My Own Invention


From Ohio to Ghana: Origins of the Anlo-Afiadenyigba-Berea Friendship Library

by Ann Thurston


Hands shoot up and wave vigorously as eager students try to attract my attention so they can share their ideas about how their lives would be different if there were no running water or electricity in their homes. Suggestions pour out as the students become caught up in the excitement of learning about what it is like to grow up in Ghana. I explore this subject with American youngsters as the kickoff to book drives that are conducted in our local Ohio elementary schools. There is no doubt that the thing I like most about my post as director of Reader-to-Reader: Ghana is the opportunity it gives me to introduce these children to the similarities and differences in lifestyle of young people from a vastly different culture.

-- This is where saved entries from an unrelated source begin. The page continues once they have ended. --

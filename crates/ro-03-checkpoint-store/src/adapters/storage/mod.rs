//! Key-value store implementations.

mod file;
mod memory;

pub use file::FileKVStore;
pub use memory::InMemoryKVStore;
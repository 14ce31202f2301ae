//! # Reordering Flow
//!
//! The coordinator (ro-05) over the real strategy catalog, scoring engine and
//! file-backed checkpoint store.

#[cfg(test)]
mod tests {
    use crate::integration::fixtures::{input_document, phase_ramp, shuffle};
    use ro_03_checkpoint_store::{FileKVStore, InMemoryKVStore};
    use ro_04_sorting_strategies::{SortingStrategy, StrategyCatalog, StrategyError};
    use ro_05_reordering::{DatasetInput, ReorderingApi, ReorderingConfig, ReorderingService};
    use shared_types::{Ensemble, NamedOrdering, SeriesKind, Stage, StrategyFamily, StrategyResult};
    use std::path::Path;

    /// Fails the test if the coordinator ever computes this family.
    struct Unreachable(StrategyFamily);

    impl SortingStrategy for Unreachable {
        fn family(&self) -> StrategyFamily {
            self.0
        }

        fn sort(&self, _data: &Ensemble) -> Result<Vec<NamedOrdering>, StrategyError> {
            panic!("{} should have come from a checkpoint", self.0)
        }
    }

    fn config(dataset: &str) -> ReorderingConfig {
        let mut config = ReorderingConfig::for_dataset(dataset);
        config.strategies.n_epochs = Some(50);
        config
    }

    fn checkpoint_files(dir: &Path) -> usize {
        std::fs::read_dir(dir)
            .unwrap()
            .filter_map(Result::ok)
            .filter(|e| {
                e.path().extension().and_then(|x| x.to_str()) == Some(FileKVStore::EXTENSION)
            })
            .count()
    }

    fn names(results: &[StrategyResult]) -> Vec<&str> {
        results.iter().map(|r| r.name.as_str()).collect()
    }

    #[test]
    fn test_checkpoints_survive_a_restart() {
        let dir = tempfile::tempdir().unwrap();
        let data = phase_ramp(20, 24).reordered(&shuffle(20, 1)).unwrap();

        let first = {
            let service = ReorderingService::new(config("ramp"), FileKVStore::open(dir.path()).unwrap());
            service.reorder_series(Stage::Train, &SeriesKind::RawData, &data)
        };
        assert_eq!(first.results.len(), 36);
        assert_eq!(checkpoint_files(dir.path()), StrategyFamily::ALL.len());

        let catalog = StrategyCatalog::from_strategies(
            StrategyFamily::ALL
                .iter()
                .map(|&family| Box::new(Unreachable(family)) as Box<dyn SortingStrategy>)
                .collect(),
        );
        let restarted = ReorderingService::with_catalog(
            config("ramp"),
            FileKVStore::open(dir.path()).unwrap(),
            catalog,
        );
        let second = restarted.reorder_series(Stage::Train, &SeriesKind::RawData, &data);
        assert_eq!(first, second);
    }

    #[test]
    fn test_checkpoints_are_scoped_by_dataset_and_stage() {
        let dir = tempfile::tempdir().unwrap();
        let data = phase_ramp(12, 16);

        let service = ReorderingService::new(config("ramp"), FileKVStore::open(dir.path()).unwrap());
        service.reorder_series(Stage::Train, &SeriesKind::RawData, &data);
        service.reorder_series(Stage::Test, &SeriesKind::RawData, &data);
        assert_eq!(checkpoint_files(dir.path()), 2 * StrategyFamily::ALL.len());

        let other = ReorderingService::new(config("other"), FileKVStore::open(dir.path()).unwrap());
        other.reorder_series(Stage::Train, &SeriesKind::RawData, &data);
        assert_eq!(checkpoint_files(dir.path()), 3 * StrategyFamily::ALL.len());
    }

    #[test]
    fn test_checkpoints_of_another_row_count_are_recomputed() {
        let dir = tempfile::tempdir().unwrap();
        let service = ReorderingService::new(config("ramp"), FileKVStore::open(dir.path()).unwrap());

        service.reorder_series(Stage::Test, &SeriesKind::RawData, &phase_ramp(20, 16));
        let smaller = service.reorder_series(Stage::Test, &SeriesKind::RawData, &phase_ramp(15, 16));

        assert_eq!(smaller.results.len(), 36);
        for result in &smaller.results {
            let ordering = result.ordering.as_ref().unwrap();
            assert!(ordering.is_permutation_of(15), "{}", result.name);
        }
    }

    #[test]
    fn test_odd_row_out_lands_at_an_end() {
        let rows = (0..20)
            .map(|i| {
                let sign = if i == 0 { -1.0 } else { 1.0 };
                (0..32).map(|t| sign * (t as f64 * 0.25).sin()).collect()
            })
            .collect();
        let data = Ensemble::from_rows(rows).unwrap();
        let service = ReorderingService::new(config("odd"), InMemoryKVStore::new());

        let series = service.reorder_series(Stage::Train, &SeriesKind::RawData, &data);
        let ward = series.result("Ward Normalized Euclidean").unwrap();
        let order = ward.ordering.as_ref().unwrap().as_slice();
        assert!(order[0] == 0 || order[19] == 0, "{order:?}");
    }

    #[test]
    fn test_dataset_document_end_to_end() {
        let input = DatasetInput::from_json_str(&input_document("demo", 24, 40)).unwrap();
        let service = ReorderingService::new(config("demo"), InMemoryKVStore::new());

        let results = service.reorder_dataset(&input, None);
        assert_eq!(results.dataset, "demo");
        assert_eq!(results.stages.keys().copied().collect::<Vec<_>>(), vec![Stage::Test]);

        let series: Vec<String> = results.stage(Stage::Test).iter().map(|s| s.name.clone()).collect();
        assert_eq!(
            series,
            vec!["Raw Data", "Labels", "Saliency", "Raw Data Histogram", "Saliency Histogram"]
        );

        let raw = results.series(Stage::Test, &SeriesKind::RawData).unwrap();
        assert_eq!(raw.results.len(), 36);
        assert_eq!(raw.results[0].name, StrategyResult::BASE);
        assert!(raw.results.iter().all(|r| r.score.neighborhood.is_some()));

        // scalar labels only admit plain sorting
        let labels = results.series(Stage::Test, &SeriesKind::Labels).unwrap();
        assert_eq!(names(&labels.results), vec!["Base", "Sorting"]);

        // a second pass over the finished document reuses every series
        let again = service.reorder_dataset(&input, Some(&results));
        assert_eq!(again, results);
    }
}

When the Peace Corps assigned my son Kent a job teaching science in a small town in the Volta region of Ghana, I immediately saw it as an opportunity to become acquainted with an area of the world about which I had sparse knowledge. It wasn't long before I decided that I needed to pay him a visit so that I could see for myself the interesting things he wrote about in his letters. As this plan was brewing in my mind, Kent had received a secondary assignment to work with a local library committee to start a community library. I am a former school librarian so he knew I would be interested in the project; he wrote to me for help getting books. By that time, my plans to visit him were well underway so I put off doing anything else until I was more familiar with the situation.

For most people from the West, a visit to Ghana is a thought-provoking experience. It is one of the more stable countries in sub-Saharan Africa. The people in the southern area where I visited have enough to lead comfortable lives; there is adequate food, the warm climate makes shelter requirements minimal, and the abundance of shops selling used clothing from First World countries allows them to dress at minimum cost. While they are better off than we are in terms of availability of a close-knit community and free time, the lack of surplus food leaves them vulnerable to disaster. It does not allow for the luxury of making orderly progress toward becoming a part of the First World, a goal of both the president and people of Ghana.

As an American, I am aware that our society has sacrificed some basic aspects of life in order to have our high standards of living. It is not so easy to say, "I will help you become like us," when one isn't so sure of the merits of being "like us." Nor is it ethical to withhold help that would allow some of the significant advantages of life in a more affluent society. As I observed the people of Ghana at work and play, I came to the conclusion that the best thing I could do was to help them expand their options by improving their educational opportunities, by filling Ghanaian library shelves with books that would enhance people's ability to read.

I was more impressed with the miracles that books could perform when I talked with a young Ghanaian. "Oh!" she said, "It was being able to read that made the difference for me. I read anything that I could get my hands on but I loved the classics: Heidi, Little Women, Red Badge of Courage." That woman is now a doctor finishing her studies in communicable diseases in the United States, and preparing to go back to Ghana and set up a rural clinic.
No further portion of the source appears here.